Health Highlights: Nov. 12, 2013
Here are some of the latest health and medical news developments, compiled by the editors of HealthDay:
NASCAR Driver Trevor Bayne Has Multiple Sclerosis
Race car driver Trevor Bayne has been diagnosed with multiple sclerosis but says he will continue to race in NASCAR.
Bayne, 22, underwent extensive testing at the Mayo Clinic in Minnesota and has been cleared to race by doctors and NASCAR. He said Tuesday he isn't taking medication and doesn't expect to make any lifestyle changes, USA Today reported.
The diagnosis was made in the summer, a few weeks after Bayne won at Iowa Speedway. The Roush Fenway Racing driver had symptoms such as numbness in his arm, blurred vision, nausea and fatigue.
It was Bayne's decision to reveal his MS diagnosis, which will not affect his status with sponsors or the team, said Roush Fenway Racing president Steve Newmark, USA Today reported.
Emergency Care Providers Have Poor Hand Hygiene: Survey
Only 13 percent of emergency medical personnel say they clean their hands before touching patients, according to a survey of nearly 1,500 emergency care providers.

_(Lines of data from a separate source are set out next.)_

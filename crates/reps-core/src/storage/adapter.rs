//! JSON collection adapter over a `KeyValueStore`.
//!
//! Two read paths sit on top of the same strict decode. Display reads are
//! fail-soft: a missing key, an unreadable backend or an undecodable blob
//! all come back as an empty value, with anything other than "missing"
//! logged. Mutations load strictly and refuse to rewrite a blob they could
//! not decode. Inside a decodable collection, elements that do not match the
//! record shape are skipped on read and written back verbatim.

use std::sync::Arc;

use serde::de::DeserializeOwned;
use serde::Serialize;
use serde_json::Value;

use crate::error::Result;
use crate::storage::envelope::{decode, encode};
use crate::storage::traits::KeyValueStore;

/// Degrade a strict load result to its default, logging failures.
pub trait OrDefaultLogged<T> {
    fn or_default_logged(self, key: &str) -> T;
}

impl<T: Default> OrDefaultLogged<T> for Result<Option<T>> {
    fn or_default_logged(self, key: &str) -> T {
        match self {
            Ok(Some(value)) => value,
            Ok(None) => T::default(),
            Err(err) => {
                tracing::warn!(key, error = %err, "Unreadable stored value, using empty default");
                T::default()
            }
        }
    }
}

/// A decoded collection plus the stored elements that did not decode.
#[derive(Debug, Clone)]
pub struct Collection<T> {
    pub items: Vec<T>,
    /// Kept as stored and appended on rewrite
    pub unreadable: Vec<Value>,
}

impl<T> Default for Collection<T> {
    fn default() -> Self {
        Self {
            items: Vec::new(),
            unreadable: Vec::new(),
        }
    }
}

/// Whole-blob JSON persistence for record collections.
#[derive(Clone)]
pub struct Adapter {
    store: Arc<dyn KeyValueStore>,
}

impl Adapter {
    pub fn new(store: Arc<dyn KeyValueStore>) -> Self {
        Self { store }
    }

    /// Strict load: `Ok(None)` when absent, `Err` when unreadable.
    pub fn load<T: DeserializeOwned>(&self, key: &str) -> Result<Option<T>> {
        match self.store.get(key)? {
            Some(raw) => decode(&raw).map(Some),
            None => Ok(None),
        }
    }

    /// Strict collection load for read-modify-write.
    ///
    /// A missing key is an empty collection. A blob that is not an array
    /// (corrupt, newer layout, wrong shape) is an error so callers never
    /// overwrite it.
    pub fn load_collection<T: DeserializeOwned>(&self, key: &str) -> Result<Collection<T>> {
        let Some(values) = self.load::<Vec<Value>>(key)? else {
            return Ok(Collection::default());
        };

        let mut collection = Collection::default();
        for value in values {
            match serde_json::from_value::<T>(value.clone()) {
                Ok(item) => collection.items.push(item),
                Err(err) => {
                    tracing::warn!(key, error = %err, "Skipping unreadable stored element");
                    collection.unreadable.push(value);
                }
            }
        }
        Ok(collection)
    }

    /// Read a collection, never failing.
    pub fn read_collection<T: DeserializeOwned>(&self, key: &str) -> Vec<T> {
        self.load_collection::<T>(key)
            .map(|collection| Some(collection.items))
            .or_default_logged(key)
    }

    /// Overwrite a collection.
    pub fn write_collection<T: Serialize>(&self, key: &str, items: &[T]) -> Result<()> {
        let encoded = encode(items)?;
        self.store.set(key, &encoded)?;
        tracing::debug!(key, count = items.len(), "Wrote collection");
        Ok(())
    }

    /// Overwrite a collection loaded with `load_collection`, keeping its
    /// unreadable elements after the decoded ones.
    pub fn store_collection<T: Serialize>(
        &self,
        key: &str,
        collection: &Collection<T>,
    ) -> Result<()> {
        if collection.unreadable.is_empty() {
            return self.write_collection(key, &collection.items);
        }

        let mut values = collection
            .items
            .iter()
            .map(serde_json::to_value)
            .collect::<std::result::Result<Vec<_>, _>>()?;
        values.extend(collection.unreadable.iter().cloned());
        self.write_collection(key, &values)
    }

    /// Read a single record, never failing.
    pub fn read_record<T: DeserializeOwned>(&self, key: &str) -> Option<T> {
        self.load::<T>(key).map(|v| v.map(Some)).or_default_logged(key)
    }

    /// Overwrite a single record.
    pub fn write_record<T: Serialize>(&self, key: &str, record: &T) -> Result<()> {
        let encoded = encode(record)?;
        self.store.set(key, &encoded)
    }

    /// Drop whatever is stored under `key`.
    pub fn remove(&self, key: &str) -> Result<()> {
        self.store.remove(key)
    }
}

It also found that only 52 percent of the respondents -- which included first responders, emergency medical providers, paramedics and doctors -- said that they wear gloves for every patient contact, CBS News reported.
Only one-third of emergency medical providers said they cleaned their hands after performing invasive procedures, according to the findings presented in October at the American College of Emergency Physicians annual meeting.
"What we found was a little concerning," Dr. Josh Bucher, a resident at Robert Wood Johnson Hospital and one of the study's authors, told CBS News.
Good hand hygiene by health care providers is crucial in reducing the risk of transmitting germs to patients, the Centers for Disease Control and Prevention says.
In the United States, about one in every 20 hospital patients develops a health care-related infection each year. Such infections can lead to death, CBS News reported.
Women Less Likely to Have Orgasm During Casual Sex: Study
Women are less likely to have orgasms during casual sex than when they're in committed relationships, according to new research.
One study of 600 college students found that women were twice as likely to reach orgasm from intercourse or oral sex in serious relationships, compared to hookups. The findings were presented at the annual meeting of the International Academy of Sex Research and at the Annual Convention for Psychological Science this year, The New York Times reported.
Another study of 24,000 college students found that about 40 percent of women had an orgasm during their most recent casual encounter. In comparison, 75 percent of women had an orgasm the last time they had sex while in a committed relationship.
"We attribute that to practice with a partner, which yields better success at orgasm, and we also think the guys care more in a relationship," study author Paula England, a New York University sociologist, told the Times.